Your goal — Return all the lines below in which the string "FailureRecord" appears.

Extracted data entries
• • •

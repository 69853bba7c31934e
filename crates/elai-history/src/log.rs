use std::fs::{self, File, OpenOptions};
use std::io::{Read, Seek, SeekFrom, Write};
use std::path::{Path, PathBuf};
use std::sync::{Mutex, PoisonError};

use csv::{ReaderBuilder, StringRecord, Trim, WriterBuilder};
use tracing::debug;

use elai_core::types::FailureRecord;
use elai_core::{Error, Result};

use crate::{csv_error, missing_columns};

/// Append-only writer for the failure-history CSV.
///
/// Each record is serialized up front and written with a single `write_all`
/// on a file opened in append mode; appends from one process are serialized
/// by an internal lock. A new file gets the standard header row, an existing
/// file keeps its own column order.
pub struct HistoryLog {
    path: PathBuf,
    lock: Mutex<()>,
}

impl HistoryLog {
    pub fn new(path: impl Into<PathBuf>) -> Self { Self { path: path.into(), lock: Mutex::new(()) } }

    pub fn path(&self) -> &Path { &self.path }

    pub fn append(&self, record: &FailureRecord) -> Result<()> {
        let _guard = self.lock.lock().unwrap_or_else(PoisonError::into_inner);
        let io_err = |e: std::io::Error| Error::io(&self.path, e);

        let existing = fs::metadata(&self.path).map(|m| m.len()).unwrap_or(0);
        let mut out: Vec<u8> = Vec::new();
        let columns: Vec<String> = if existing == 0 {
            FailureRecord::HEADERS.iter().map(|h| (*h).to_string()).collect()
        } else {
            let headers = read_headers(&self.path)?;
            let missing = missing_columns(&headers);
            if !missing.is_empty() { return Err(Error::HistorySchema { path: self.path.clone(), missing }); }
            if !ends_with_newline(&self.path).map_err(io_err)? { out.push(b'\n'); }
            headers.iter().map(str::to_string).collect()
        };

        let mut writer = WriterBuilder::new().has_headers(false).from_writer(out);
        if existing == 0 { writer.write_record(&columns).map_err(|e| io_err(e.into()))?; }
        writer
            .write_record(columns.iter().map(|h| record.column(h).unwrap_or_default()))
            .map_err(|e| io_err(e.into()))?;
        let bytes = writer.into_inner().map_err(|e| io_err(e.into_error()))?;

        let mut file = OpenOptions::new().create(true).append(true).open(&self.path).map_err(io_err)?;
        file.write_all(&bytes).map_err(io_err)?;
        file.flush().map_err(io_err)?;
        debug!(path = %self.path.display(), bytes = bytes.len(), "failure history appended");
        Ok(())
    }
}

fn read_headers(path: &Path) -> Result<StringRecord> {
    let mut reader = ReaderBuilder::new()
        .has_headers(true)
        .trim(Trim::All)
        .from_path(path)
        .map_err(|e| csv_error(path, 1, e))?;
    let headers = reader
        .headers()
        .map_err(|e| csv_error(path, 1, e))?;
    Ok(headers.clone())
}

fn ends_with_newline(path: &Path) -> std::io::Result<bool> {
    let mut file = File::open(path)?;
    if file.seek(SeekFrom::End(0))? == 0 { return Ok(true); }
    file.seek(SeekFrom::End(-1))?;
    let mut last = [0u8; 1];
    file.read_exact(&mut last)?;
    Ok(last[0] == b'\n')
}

• • •

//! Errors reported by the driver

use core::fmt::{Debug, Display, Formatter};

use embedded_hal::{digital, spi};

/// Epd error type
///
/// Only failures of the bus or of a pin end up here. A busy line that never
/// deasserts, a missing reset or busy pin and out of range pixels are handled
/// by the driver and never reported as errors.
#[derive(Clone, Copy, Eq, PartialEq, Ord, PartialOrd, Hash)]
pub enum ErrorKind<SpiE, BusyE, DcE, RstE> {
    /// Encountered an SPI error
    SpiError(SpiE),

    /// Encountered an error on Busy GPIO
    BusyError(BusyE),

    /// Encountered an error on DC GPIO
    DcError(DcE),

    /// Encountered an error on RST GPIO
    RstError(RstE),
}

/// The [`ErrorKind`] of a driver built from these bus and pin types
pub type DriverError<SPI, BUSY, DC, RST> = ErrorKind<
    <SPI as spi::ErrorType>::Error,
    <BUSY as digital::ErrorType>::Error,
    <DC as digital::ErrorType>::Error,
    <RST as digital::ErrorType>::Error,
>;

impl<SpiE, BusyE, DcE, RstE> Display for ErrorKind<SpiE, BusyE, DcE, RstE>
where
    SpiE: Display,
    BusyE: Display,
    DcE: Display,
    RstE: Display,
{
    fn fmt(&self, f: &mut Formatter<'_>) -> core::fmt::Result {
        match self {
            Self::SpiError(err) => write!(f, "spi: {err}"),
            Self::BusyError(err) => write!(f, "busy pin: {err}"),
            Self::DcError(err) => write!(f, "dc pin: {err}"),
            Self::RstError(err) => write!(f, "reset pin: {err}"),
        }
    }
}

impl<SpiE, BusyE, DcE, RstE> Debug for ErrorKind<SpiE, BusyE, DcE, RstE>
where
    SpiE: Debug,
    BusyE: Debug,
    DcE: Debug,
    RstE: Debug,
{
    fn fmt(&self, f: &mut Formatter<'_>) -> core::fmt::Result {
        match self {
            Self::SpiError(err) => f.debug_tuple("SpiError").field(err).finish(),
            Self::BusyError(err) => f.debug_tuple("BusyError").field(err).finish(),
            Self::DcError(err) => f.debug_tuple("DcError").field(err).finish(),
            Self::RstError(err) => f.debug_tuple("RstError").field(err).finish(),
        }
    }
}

• • •

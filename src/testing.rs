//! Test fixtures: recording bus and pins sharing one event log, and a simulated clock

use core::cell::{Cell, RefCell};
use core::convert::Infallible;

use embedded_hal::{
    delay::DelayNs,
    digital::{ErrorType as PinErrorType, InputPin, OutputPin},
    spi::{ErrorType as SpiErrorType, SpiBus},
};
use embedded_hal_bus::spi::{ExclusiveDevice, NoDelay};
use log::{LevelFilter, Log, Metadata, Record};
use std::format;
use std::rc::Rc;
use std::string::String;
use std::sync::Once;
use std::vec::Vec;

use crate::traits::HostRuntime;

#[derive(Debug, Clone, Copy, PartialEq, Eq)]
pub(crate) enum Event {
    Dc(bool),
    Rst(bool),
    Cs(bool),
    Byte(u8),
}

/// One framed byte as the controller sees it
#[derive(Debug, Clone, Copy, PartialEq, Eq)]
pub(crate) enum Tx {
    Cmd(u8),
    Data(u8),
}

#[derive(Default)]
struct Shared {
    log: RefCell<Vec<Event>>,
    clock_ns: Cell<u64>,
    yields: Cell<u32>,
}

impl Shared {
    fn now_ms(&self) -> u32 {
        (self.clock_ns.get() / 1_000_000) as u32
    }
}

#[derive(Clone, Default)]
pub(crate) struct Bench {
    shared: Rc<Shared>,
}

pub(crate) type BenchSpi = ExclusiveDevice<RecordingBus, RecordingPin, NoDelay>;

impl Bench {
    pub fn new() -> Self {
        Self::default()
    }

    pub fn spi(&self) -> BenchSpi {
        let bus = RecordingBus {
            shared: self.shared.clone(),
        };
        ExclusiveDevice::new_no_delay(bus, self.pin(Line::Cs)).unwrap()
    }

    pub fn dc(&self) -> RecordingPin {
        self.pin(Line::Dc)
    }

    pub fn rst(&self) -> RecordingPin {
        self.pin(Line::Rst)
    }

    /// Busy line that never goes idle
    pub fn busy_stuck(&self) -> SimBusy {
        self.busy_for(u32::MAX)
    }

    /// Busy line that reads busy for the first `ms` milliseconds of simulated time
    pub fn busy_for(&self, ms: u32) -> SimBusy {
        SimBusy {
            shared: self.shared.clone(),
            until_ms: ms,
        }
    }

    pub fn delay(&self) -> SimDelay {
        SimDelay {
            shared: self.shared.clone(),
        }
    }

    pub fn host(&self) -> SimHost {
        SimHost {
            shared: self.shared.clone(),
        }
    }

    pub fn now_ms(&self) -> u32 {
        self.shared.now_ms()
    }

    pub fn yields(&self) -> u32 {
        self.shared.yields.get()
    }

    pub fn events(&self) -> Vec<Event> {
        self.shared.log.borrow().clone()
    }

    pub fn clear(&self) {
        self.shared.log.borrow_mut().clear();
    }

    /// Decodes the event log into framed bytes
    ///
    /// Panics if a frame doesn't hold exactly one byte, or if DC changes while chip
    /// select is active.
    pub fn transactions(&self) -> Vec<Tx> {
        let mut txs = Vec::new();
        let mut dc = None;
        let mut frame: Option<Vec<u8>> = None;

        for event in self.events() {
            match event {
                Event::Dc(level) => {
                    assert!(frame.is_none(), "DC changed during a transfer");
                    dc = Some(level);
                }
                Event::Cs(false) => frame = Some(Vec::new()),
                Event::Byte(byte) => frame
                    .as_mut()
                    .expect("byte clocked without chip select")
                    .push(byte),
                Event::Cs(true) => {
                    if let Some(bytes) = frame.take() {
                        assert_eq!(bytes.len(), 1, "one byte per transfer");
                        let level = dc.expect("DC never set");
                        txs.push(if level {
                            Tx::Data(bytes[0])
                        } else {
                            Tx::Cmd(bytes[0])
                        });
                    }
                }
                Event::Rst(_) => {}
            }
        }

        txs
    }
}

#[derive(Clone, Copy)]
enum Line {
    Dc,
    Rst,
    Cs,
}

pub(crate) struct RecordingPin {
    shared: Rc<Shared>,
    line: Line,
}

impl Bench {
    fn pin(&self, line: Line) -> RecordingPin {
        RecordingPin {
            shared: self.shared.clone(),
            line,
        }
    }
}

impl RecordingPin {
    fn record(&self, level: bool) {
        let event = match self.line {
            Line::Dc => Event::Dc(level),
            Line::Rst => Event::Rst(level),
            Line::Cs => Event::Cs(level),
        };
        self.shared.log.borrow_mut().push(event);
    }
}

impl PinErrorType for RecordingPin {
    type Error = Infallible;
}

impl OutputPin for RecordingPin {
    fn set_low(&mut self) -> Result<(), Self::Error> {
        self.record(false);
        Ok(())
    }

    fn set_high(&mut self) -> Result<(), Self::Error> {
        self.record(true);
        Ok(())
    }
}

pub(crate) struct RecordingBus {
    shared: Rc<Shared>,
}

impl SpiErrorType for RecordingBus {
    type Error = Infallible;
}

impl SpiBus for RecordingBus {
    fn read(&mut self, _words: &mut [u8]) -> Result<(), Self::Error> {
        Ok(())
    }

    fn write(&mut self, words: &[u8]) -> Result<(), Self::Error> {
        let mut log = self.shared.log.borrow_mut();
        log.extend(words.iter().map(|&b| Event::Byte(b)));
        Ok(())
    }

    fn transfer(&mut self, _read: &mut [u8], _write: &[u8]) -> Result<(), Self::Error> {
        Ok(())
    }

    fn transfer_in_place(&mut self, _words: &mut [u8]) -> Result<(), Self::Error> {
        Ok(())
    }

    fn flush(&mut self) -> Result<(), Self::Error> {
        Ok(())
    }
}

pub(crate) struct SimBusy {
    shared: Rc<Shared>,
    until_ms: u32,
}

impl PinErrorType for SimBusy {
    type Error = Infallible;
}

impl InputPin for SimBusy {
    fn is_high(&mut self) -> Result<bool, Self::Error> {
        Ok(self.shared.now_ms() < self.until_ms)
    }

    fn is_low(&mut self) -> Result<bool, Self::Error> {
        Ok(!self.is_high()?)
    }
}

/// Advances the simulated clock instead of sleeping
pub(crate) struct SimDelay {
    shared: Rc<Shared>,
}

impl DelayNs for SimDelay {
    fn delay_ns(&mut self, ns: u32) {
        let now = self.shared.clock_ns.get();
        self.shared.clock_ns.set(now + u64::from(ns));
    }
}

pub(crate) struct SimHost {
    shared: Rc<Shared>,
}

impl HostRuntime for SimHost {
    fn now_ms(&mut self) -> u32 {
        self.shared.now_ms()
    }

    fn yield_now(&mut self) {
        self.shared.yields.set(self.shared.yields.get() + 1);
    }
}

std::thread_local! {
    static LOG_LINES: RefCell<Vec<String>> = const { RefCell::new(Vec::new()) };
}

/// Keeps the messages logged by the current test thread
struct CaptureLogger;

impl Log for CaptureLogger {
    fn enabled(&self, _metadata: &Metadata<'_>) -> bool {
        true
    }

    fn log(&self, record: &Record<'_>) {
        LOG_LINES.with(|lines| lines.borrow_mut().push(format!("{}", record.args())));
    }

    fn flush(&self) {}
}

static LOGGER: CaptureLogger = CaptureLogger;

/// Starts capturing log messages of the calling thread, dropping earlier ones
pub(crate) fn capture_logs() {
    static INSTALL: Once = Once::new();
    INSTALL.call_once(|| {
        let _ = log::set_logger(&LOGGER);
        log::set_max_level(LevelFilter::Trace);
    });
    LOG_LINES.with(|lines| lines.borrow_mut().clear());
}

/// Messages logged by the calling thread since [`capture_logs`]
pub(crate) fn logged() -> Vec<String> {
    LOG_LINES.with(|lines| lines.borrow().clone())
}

• • •

Answer to this problem —
use elai_core::types::FailureRecord;
    pub fn append(&self, record: &FailureRecord) -> Result<()> {
            FailureRecord::HEADERS.iter().map(|h| (*h).to_string()).collect()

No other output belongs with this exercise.